If your entry is selected as one of the year's most outstanding, you'll be named a finalist. We'll provide you with an all-expense-paid trip to Washington, D.C. and the extraordinary opportunity to present your idea to our panel of judges at the United States Patent and Trademark Office in Alexandria, Virginia.
Our judges are the most influential inventors and invention experts in the nation, representing a wide range of fields. Only the Collegiate Inventors Competition can bring you together with judges who are also National Inventors Hall of Fame Inductees, including:
Edith Flanigen, D.Sc.
Thomas Fogarty, M.D.
Eric R. Fossum, Ph.D.
Marcian E. (Ted) Hoff, Jr., Ph.D.
Donald B. Keck, Ph.D.
Alois Langer, Ph.D.
Kumar Patel, Ph.D.
Steve Sasson, D.Sc.
James West, D.Sc.
Robert Willson, Ph.D.
In 1956, Edith Flanigen began working on the emerging technology of “molecular sieves,” crystalline microporous structures with large internal void volumes and molecular-sized pores. These compounds have widespread application in the petroleum refining and petrochemical industries.
Thomas Fogarty, M.D.
Patent Number(s) 3,435,826
In 1963, Thomas Fogarty received a patent for his Fogarty® balloon embolectomy catheter, which has since become an industry standard. His catheter revolutionized vascular surgery—it is still the most widely used technique for blood clot removal—and encouraged advances for other minimally invasive surgeries, including angioplasty.
Eric Fossum led the team at NASA’s Jet Propulsion Laboratory that created a miniaturized camera technology known as the CMOS active pixel sensor camera-on-a-chip. Today, CMOS image sensors are a fixture in imaging.
In the late 1960s, many articles had discussed the possibility of a computer on a chip. However, all concluded that the integrated circuit technology was not yet ready. Ted Hoff was the first to recognize that Intel’s new silicon-gated MOS technology might make a single-chip CPU possible if a sufficiently simple architecture could be developed. Hoff developed such an architecture with just over 2000 transistors.

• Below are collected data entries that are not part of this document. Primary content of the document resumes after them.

/// Sparse update for an entity. Only present fields are applied.
#[derive(Debug, Clone, Default, PartialEq)]
pub struct EntityPatch {
    pub shape: Option<Shape>,
    pub style: Option<Style>,
    pub rotation: Option<f64>,
    pub scale: Option<f64>,
    pub z_index: Option<i64>,
    pub locked: Option<bool>,
    pub visible: Option<bool>,
}

/// Target of a re-layer operation.
#[derive(Debug, Clone, Copy, PartialEq, Eq)]
pub enum ZOrder {
    /// One above the current maximum.
    Front,
    /// One below the current minimum.
    Back,
}

// =============================================================
// Scene
// =============================================================

/// Insertion-ordered entity store plus the current selection.
#[derive(Debug, Clone, Default)]
pub struct Scene {
    entities: HashMap<EntityId, Entity>,
    order: Vec<EntityId>,
    selected_id: Option<EntityId>,
}

impl Scene {
    /// Create an empty scene.
    #[must_use]
    pub fn new() -> Self {
        Self::default()
    }

    /// Insert an entity above everything else and return its id.
    ///
    /// An id that is already present is left untouched.
    pub fn add_entity(&mut self, mut entity: Entity) -> EntityId {
        let id = entity.id;
        if self.entities.contains_key(&id) {
            debug!(%id, "add_entity ignored: id already present");
            return id;
        }
        entity.z_index = self.max_z().map_or(0, |z| z + 1);
        self.order.push(id);
        self.entities.insert(id, entity);
        id
    }

    /// Apply a partial update. Returns `false` if the entity doesn't exist.
    pub fn update_entity(&mut self, id: &EntityId, patch: &EntityPatch) -> bool {
        let Some(entity) = self.entities.get_mut(id) else {
            debug!(%id, "update_entity ignored: unknown id");
            return false;
        };
        if let Some(shape) = &patch.shape {
            entity.shape = shape.clone();
        }
        if let Some(style) = &patch.style {
            entity.style = style.clone();
        }
        if let Some(rotation) = patch.rotation {
            entity.transform.rotation = rotation;
        }
        if let Some(scale) = patch.scale {
            entity.transform.scale = scale;
        }
        if let Some(z) = patch.z_index {
            entity.z_index = z;
        }
        if let Some(locked) = patch.locked {
            entity.locked = locked;
        }
        if let Some(visible) = patch.visible {
            entity.visible = visible;
            if !visible && self.selected_id == Some(*id) {
                self.selected_id = None;
            }
        }
        true
    }

    /// Remove an entity, clearing the selection if it was selected.
    pub fn remove_entity(&mut self, id: &EntityId) -> Option<Entity> {
        let removed = self.entities.remove(id)?;
        self.order.retain(|other| other != id);
        if self.selected_id == Some(*id) {
            self.selected_id = None;
        }
        Some(removed)
    }

    /// Move an entity one past the current maximum or minimum `z_index`.
    pub fn reorder(&mut self, id: &EntityId, to: ZOrder) -> bool {
        let target = match to {
            ZOrder::Front => self.max_z().map(|z| z + 1),
            ZOrder::Back => self.min_z().map(|z| z - 1),
        };
        match (self.entities.get_mut(id), target) {
            (Some(entity), Some(z)) => {
                entity.z_index = z;
                true
            }
            _ => false,
        }
    }

    /// Set or clear the selection. Selecting an unknown or hidden entity is
    /// refused and returns `false`.
    pub fn select(&mut self, id: Option<EntityId>) -> bool {
        match id {
            None => {
                self.selected_id = None;
                true
            }
            Some(id) if self.entities.get(&id).is_some_and(|e| e.visible) => {
                self.selected_id = Some(id);
                true
            }
            Some(_) => false,
        }
    }

    #[must_use]
    pub fn selected_id(&self) -> Option<EntityId> {
        self.selected_id
    }

    /// The selected entity, resolved once from the selection handle.
    #[must_use]
    pub fn selected(&self) -> Option<&Entity> {
        self.selected_id.and_then(|id| self.entities.get(&id))
    }

    #[must_use]
    pub fn get(&self, id: &EntityId) -> Option<&Entity> {
        self.entities.get(id)
    }

    #[must_use]
    pub fn contains(&self, id: &EntityId) -> bool {
        self.entities.contains_key(id)
    }

    /// Entities in insertion order.
    pub fn entities(&self) -> impl Iterator<Item = &Entity> {
        self.order.iter().filter_map(|id| self.entities.get(id))
    }

    /// All entities sorted by `z_index`, ties in insertion order.
    #[must_use]
    pub fn sorted_entities(&self) -> Vec<&Entity> {
        let mut entities: Vec<&Entity> = self.entities().collect();
        entities.sort_by_key(|e| e.z_index);
        entities
    }

    #[must_use]
    pub fn max_z(&self) -> Option<i64> {
        self.entities.values().map(|e| e.z_index).max()
    }

    #[must_use]
    pub fn min_z(&self) -> Option<i64> {
        self.entities.values().map(|e| e.z_index).min()
    }

    /// Deep copy of the entity collection for the history.
    #[must_use]
    pub fn snapshot(&self) -> Snapshot {
        Snapshot::new(self.entities().cloned().collect())
    }

    /// Replace every entity with the snapshot's contents and clear the selection.
    pub fn restore(&mut self, snapshot: &Snapshot) {
        self.entities.clear();
        self.order.clear();
        self.selected_id = None;
        for entity in snapshot.entities() {
            self.order.push(entity.id);
            self.entities.insert(entity.id, entity.clone());
        }
    }

    /// Number of entities in the scene, hidden ones included.
    #[must_use]
    pub fn len(&self) -> usize {
        self.entities.len()
    }

    /// Returns `true` if the scene contains no entities.
    #[must_use]
    pub fn is_empty(&self) -> bool {
        self.entities.is_empty()
    }
}
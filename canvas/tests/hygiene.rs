//! Hygiene: source-level budgets for the editor engine.
//!
//! Scans `canvas/src/` (test files excluded) for patterns that crash the
//! host, drop errors on the floor, or bypass `tracing`. Every budget is zero.
//! Raising one means lowering another first.

use std::fs;
use std::path::Path;

struct SourceFile {
    path: String,
    content: String,
}

struct Budget {
    pattern: &'static str,
    max: usize,
    hint: &'static str,
}

// Panics.
const UNWRAP: Budget = Budget { pattern: ".unwrap()", max: 0, hint: "propagate with ? or fall back explicitly" };
const EXPECT: Budget = Budget { pattern: ".expect(", max: 0, hint: "propagate with ?" };
const PANIC: Budget = Budget { pattern: "panic!(", max: 0, hint: "return an error" };
const UNREACHABLE: Budget = Budget { pattern: "unreachable!(", max: 0, hint: "make the match exhaustive" };
const TODO: Budget = Budget { pattern: "todo!(", max: 0, hint: "finish the stub" };
const UNIMPLEMENTED: Budget = Budget { pattern: "unimplemented!(", max: 0, hint: "finish the stub" };

// Silent loss.
const SILENT_DISCARD: Budget = Budget { pattern: "let _ =", max: 0, hint: "inspect or log the result" };
const DOT_OK: Budget = Budget { pattern: ".ok()", max: 0, hint: "match the error and log it" };

// Structure.
const ALLOW_DEAD_CODE: Budget = Budget { pattern: "#[allow(dead_code)]", max: 0, hint: "delete the dead code" };
const PRINTLN: Budget = Budget { pattern: "println!(", max: 0, hint: "log through tracing" };
const DBG: Budget = Budget { pattern: "dbg!(", max: 0, hint: "log through tracing" };

fn source_files() -> Vec<SourceFile> {
    let mut files = Vec::new();
    collect_rs_files(Path::new("src"), &mut files);
    files
}

fn collect_rs_files(dir: &Path, out: &mut Vec<SourceFile>) {
    let Ok(entries) = fs::read_dir(dir) else {
        return;
    };
    for entry in entries.flatten() {
        let path = entry.path();
        if path.is_dir() {
            collect_rs_files(&path, out);
            continue;
        }
        if path.extension().is_none_or(|e| e != "rs") {
            continue;
        }
        let path_str = path.to_string_lossy().to_string();
        if path_str.ends_with("_test.rs") {
            continue;
        }
        if let Ok(content) = fs::read_to_string(&path) {
            out.push(SourceFile { path: path_str, content });
        }
    }
}

fn hits(files: &[SourceFile], pattern: &str) -> Vec<(String, usize)> {
    files
        .iter()
        .filter_map(|file| {
            let count = file.content.lines().filter(|line| line.contains(pattern)).count();
            (count > 0).then(|| (file.path.clone(), count))
        })
        .collect()
}

fn check(budget: &Budget) {
    let files = source_files();
    assert!(!files.is_empty(), "no sources found; run from the canvas crate root");
    let found = hits(&files, budget.pattern);
    let count: usize = found.iter().map(|(_, c)| c).sum();
    let listing = found.iter().map(|(path, c)| format!("  {path}: {c}")).collect::<Vec<_>>().join("\n");
    assert!(
        count <= budget.max,
        "`{}` budget exceeded: found {count}, max {} ({}).\n{listing}",
        budget.pattern,
        budget.max,
        budget.hint,
    );
}

#[test]
fn unwrap_budget() {
    check(&UNWRAP);
}

#[test]
fn expect_budget() {
    check(&EXPECT);
}

#[test]
fn panic_budget() {
    check(&PANIC);
}

#[test]
fn unreachable_budget() {
    check(&UNREACHABLE);
}

#[test]
fn todo_budget() {
    check(&TODO);
}

#[test]
fn unimplemented_budget() {
    check(&UNIMPLEMENTED);
}

#[test]
fn silent_discard_budget() {
    check(&SILENT_DISCARD);
}

#[test]
fn dot_ok_budget() {
    check(&DOT_OK);
}

#[test]
fn allow_dead_code_budget() {
    check(&ALLOW_DEAD_CODE);
}

#[test]
fn println_budget() {
    check(&PRINTLN);
}

#[test]
fn dbg_budget() {
    check(&DBG);
}
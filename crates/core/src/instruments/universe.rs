//! The fixed set of instruments the engine refreshes.
//!
//! Equities are queried by their ticker verbatim. Coins are queried by their
//! CoinGecko id and stored under their ticker.

use super::model::AssetClass;

/// One tracked instrument and how to ask its provider for it.
#[derive(Debug, Clone, PartialEq, Eq)]
pub struct UniverseEntry {
    /// Canonical symbol the record is stored under.
    pub symbol: &'static str,
    /// Identifier the provider expects.
    pub provider_symbol: &'static str,
    pub display_name: &'static str,
    pub asset_class: AssetClass,
}

impl UniverseEntry {
    pub const fn equity(symbol: &'static str, display_name: &'static str) -> Self {
        Self {
            symbol,
            provider_symbol: symbol,
            display_name,
            asset_class: AssetClass::Equity,
        }
    }

    pub const fn crypto(
        coin_id: &'static str,
        ticker: &'static str,
        display_name: &'static str,
    ) -> Self {
        Self {
            symbol: ticker,
            provider_symbol: coin_id,
            display_name,
            asset_class: AssetClass::Crypto,
        }
    }

    /// Display name for a new record, falling back to the symbol.
    pub fn name(&self) -> &'static str {
        if self.display_name.trim().is_empty() {
            self.symbol
        } else {
            self.display_name
        }
    }
}

pub const EQUITY_UNIVERSE: &[UniverseEntry] = &[
    UniverseEntry::equity("AAPL", "Apple Inc."),
    UniverseEntry::equity("MSFT", "Microsoft Corporation"),
    UniverseEntry::equity("GOOGL", "Alphabet Inc."),
    UniverseEntry::equity("AMZN", "Amazon.com, Inc."),
    UniverseEntry::equity("TSLA", "Tesla, Inc."),
    UniverseEntry::equity("META", "Meta Platforms, Inc."),
    UniverseEntry::equity("NVDA", "NVIDIA Corporation"),
    UniverseEntry::equity("JPM", "JPMorgan Chase & Co."),
    UniverseEntry::equity("V", "Visa Inc."),
    UniverseEntry::equity("WMT", "Walmart Inc."),
];

pub const CRYPTO_UNIVERSE: &[UniverseEntry] = &[
    UniverseEntry::crypto("bitcoin", "BTC", "Bitcoin"),
    UniverseEntry::crypto("ethereum", "ETH", "Ethereum"),
    UniverseEntry::crypto("binancecoin", "BNB", "Binance Coin"),
    UniverseEntry::crypto("ripple", "XRP", "XRP"),
    UniverseEntry::crypto("cardano", "ADA", "Cardano"),
    UniverseEntry::crypto("solana", "SOL", "Solana"),
    UniverseEntry::crypto("dogecoin", "DOGE", "Dogecoin"),
    UniverseEntry::crypto("polkadot", "DOT", "Polkadot"),
    UniverseEntry::crypto("avalanche-2", "AVAX", "Avalanche"),
    UniverseEntry::crypto("matic-network", "MATIC", "Polygon"),
];

#[cfg(test)]
mod tests {
    use super::*;
    use std::collections::HashSet;

    #[test]
    fn test_universe_sizes() {
        assert_eq!(EQUITY_UNIVERSE.len(), 10);
        assert_eq!(CRYPTO_UNIVERSE.len(), 10);
    }

    #[test]
    fn test_symbols_are_unique_across_classes() {
        let symbols: HashSet<_> = EQUITY_UNIVERSE
            .iter()
            .chain(CRYPTO_UNIVERSE.iter())
            .map(|e| e.symbol)
            .collect();
        assert_eq!(symbols.len(), 20);
    }

    #[test]
    fn test_crypto_entries_map_coin_id_to_ticker() {
        let eth = &CRYPTO_UNIVERSE[1];
        assert_eq!(eth.symbol, "ETH");
        assert_eq!(eth.provider_symbol, "ethereum");
        assert_eq!(eth.asset_class, AssetClass::Crypto);

        let avax = &CRYPTO_UNIVERSE[8];
        assert_eq!(avax.symbol, "AVAX");
        assert_eq!(avax.provider_symbol, "avalanche-2");
    }

    #[test]
    fn test_equity_entries_use_symbol_verbatim() {
        for entry in EQUITY_UNIVERSE {
            assert_eq!(entry.symbol, entry.provider_symbol);
            assert_eq!(entry.asset_class, AssetClass::Equity);
        }
    }

    #[test]
    fn test_display_name_fallback() {
        assert_eq!(EQUITY_UNIVERSE[7].name(), "JPMorgan Chase & Co.");
        assert_eq!(CRYPTO_UNIVERSE[9].name(), "Polygon");
        assert_eq!(UniverseEntry::equity("IBM", "").name(), "IBM");
        assert_eq!(UniverseEntry::crypto("tether", "USDT", " ").name(), "USDT");
    }
}
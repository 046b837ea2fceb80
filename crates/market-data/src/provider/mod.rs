//! Quote provider abstractions and implementations.
//!
//! This module contains:
//! - The `QuoteProvider` trait that every adapter implements
//! - Provider capabilities
//! - The Alpha Vantage (equities) and CoinGecko (crypto) adapters

mod capabilities;
mod traits;

pub mod alpha_vantage;
pub mod coingecko;

#[cfg(test)]
pub(crate) mod test_server;

pub use capabilities::ProviderCapabilities;
pub use traits::QuoteProvider;

use rust_decimal::Decimal;
use std::str::FromStr;

/// Maximum number of characters of a response body quoted in log messages.
const LOG_SNIPPET_CHARS: usize = 100;

/// Shorten a response body for logging.
pub(crate) fn snippet(body: &str) -> String {
    let mut chars = body.chars();
    let head: String = chars.by_ref().take(LOG_SNIPPET_CHARS).collect();
    if chars.next().is_some() {
        format!("{}...", head)
    } else {
        head
    }
}

/// Parse a decimal from either plain (`"150.25"`) or scientific (`"1.5e3"`) notation.
pub(crate) fn parse_decimal(s: &str) -> Option<Decimal> {
    let trimmed = s.trim();
    Decimal::from_str(trimmed)
        .or_else(|_| Decimal::from_scientific(trimmed))
        .ok()
}

#[cfg(test)]
mod tests {
    use super::*;

    #[test]
    fn test_snippet_short_body_unchanged() {
        assert_eq!(snippet("{}"), "{}");
    }

    #[test]
    fn test_snippet_truncates_long_body() {
        let body = "x".repeat(250);
        let shortened = snippet(&body);
        assert_eq!(shortened.len(), 103);
        assert!(shortened.ends_with("..."));
    }

    #[test]
    fn test_snippet_respects_char_boundaries() {
        let body = "é".repeat(150);
        let shortened = snippet(&body);
        assert_eq!(shortened.chars().count(), 103);
    }

    #[test]
    fn test_parse_decimal() {
        assert_eq!(parse_decimal("150.25").unwrap().to_string(), "150.25");
        assert_eq!(parse_decimal(" 42 ").unwrap().to_string(), "42");
        assert_eq!(parse_decimal("1.5e3").unwrap(), Decimal::from(1500));
        assert!(parse_decimal("invalid").is_none());
        assert!(parse_decimal("").is_none());
    }
}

Corning Glass researchers Robert Maurer, Donald Keck, and Peter Schultz made optical fiber, capable of carrying 65,000 times more information than conventional copper wire, a practical reality.
Alois Langer, Ph.D.
Patent Number(s) 4,202,340
Alois A. Langer was the engineer on the medical team that invented the first automatic implantable cardioverter defibrillator (ICD). This device is implanted in the human body and automatically corrects potentially fatal irregular heartbeat patterns called arrhythmias. It has revolutionized the way doctors treat heart patients, has been implanted in a U.S. vice president, and has saved thousands of lives.
Kumar Patel invented the carbon dioxide laser in the early 1960s while at Bell Labs. Although many types of lasers exist, the CO2 laser is now a common and versatile laser that is highly efficient and has a reasonable cost.
In 1974, Kodak supervisor Gareth Lloyd asked electrical engineer Steve Sasson to investigate whether charge-coupled devices could be used to create an image sensor for a camera. After a year in the laboratory, Sasson created a device that captured an image, converted it to an electronic signal, digitized the signal, and stored the image—the first digital camera.
Patent Number(s) 3,691,140
In 1968, Spencer Silver was a senior scientist working to develop new classes of adhesives at 3M when he discovered an acrylic adhesive with unique properties. It was formed of tiny spheres that provided a pressure-sensitive adhesive with a high level of tack but a low degree of adhesion.
In 1962, James West and Gerhard Sessler patented the electret microphone while working at Bell Laboratories. In the electret microphone, thin sheets of polymer electret film are metal-coated on one side to form the membrane of the movable plate capacitor that converts sound to electrical signals with high fidelity.
While a graduate student at the University of Illinois at Urbana-Champaign, Robert Willson and faculty members Don Bitzer and Gene Slottow suggested making a plasma display as an improvement over traditional displays.
Judges also include the country’s most experienced invention experts and scientists, including representatives from the United States Patent and Trademark Office and the AbbVie Foundation.
Your entry, which must be complete, workable and well-articulated, will be evaluated by our expert judges for originality, and for the inventiveness of the concept, process or technology it represents. Judging is also based on scope of use and potential social, environmental or economic value to society.